**ASSIGNMENT**
Show every line in the entries below where the word "with" appears.

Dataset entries

*** Block opens ***

//! Execution layer port definitions.
//!
//! Ports define the collaborators the runtime talks to: the exchange service
//! and the user's wallet. Adapters implement them for a real HTTP client or
//! wallet, and `stub` implements them for tests and demos.
//!
//! Service failures are returned as values (`ApiError`, `OrderFailure`)
//! because the flow reacts to them; they are not `ExecError`s.

use std::collections::BTreeMap;

use async_trait::async_trait;
use rust_decimal::Decimal;

use exchange_domain::{
    ApiError, CountriesResponse, ExchangeOrder, NativeNetworkInfo, OfferBody, OfferRequest,
    OrderAction, OrderFailure, PairsResponse,
};

// =============================================================================
// Exchange API Port
// =============================================================================

/// Port for the exchange service.
///
/// Implementations:
/// - `StubExchangeApi` - scripted responses for tests and the demo binary
#[async_trait]
pub trait ExchangeApiPort: Send + Sync {
    /// Base url of the service, reported to the flow with the preferences.
    fn host(&self) -> String;

    /// Supported countries and the caller's detected location.
    async fn get_exchange_countries(&self) -> Result<CountriesResponse, ApiError>;

    /// Tradable pairs for a location.
    ///
    /// `source_code` / `quote_code` narrow the result to pairs with that
    /// side; the flow always loads the whole location.
    async fn get_exchange_pairs(
        &self,
        country_code: &str,
        region_code: Option<&str>,
        source_code: Option<&str>,
        quote_code: Option<&str>,
    ) -> Result<PairsResponse, ApiError>;

    /// Start gathering offers for `body`.
    async fn create_offer_request(&self, body: &OfferBody) -> Result<OfferRequest, ApiError>;

    /// Current state of a gathering offer request.
    async fn get_offer_request(&self, id: &str) -> Result<OfferRequest, ApiError>;

    /// Place an order for an offer.
    async fn create_order(&self, offer_id: &str) -> Result<ExchangeOrder, OrderFailure>;

    /// Latest state of an order, `None` when it cannot be fetched.
    async fn get_order(&self, order_id: &str) -> Option<ExchangeOrder>;

    /// Answer an address action. Returns whether the service accepted it.
    async fn submit_crypto_address(&self, action: &OrderAction, address: &str) -> bool;

    /// Report the transaction that paid a crypto-send action.
    async fn submit_crypto_send_transaction_id(
        &self,
        action: &OrderAction,
        transaction_id: &str,
    ) -> bool;
}

// =============================================================================
// Wallet Port
// =============================================================================

/// Port for the user's wallet.
#[async_trait]
pub trait WalletPort: Send + Sync {
    /// Spendable balance per lower-case currency code.
    async fn load_wallet_balances(&self) -> BTreeMap<String, Decimal>;

    /// A receive address for `currency_id`, `None` when the wallet has none.
    async fn receive_address_for(&self, currency_id: &str) -> Option<String>;

    /// Largest amount of `currency_id` that can be sent to `target_address`
    /// after fees, `None` when the wallet cannot estimate.
    async fn estimate_limit_maximum(
        &self,
        currency_id: &str,
        target_address: &str,
    ) -> Option<Decimal>;

    /// Fee information for sending `currency_id`.
    async fn native_network_info(&self, currency_id: &str) -> Option<NativeNetworkInfo>;
}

*** Block closes ***

**RESULT FOR THIS EXERCISE**
    /// Base url of the service, reported to the flow with the preferences.
    /// `source_code` / `quote_code` narrow the result to pairs with that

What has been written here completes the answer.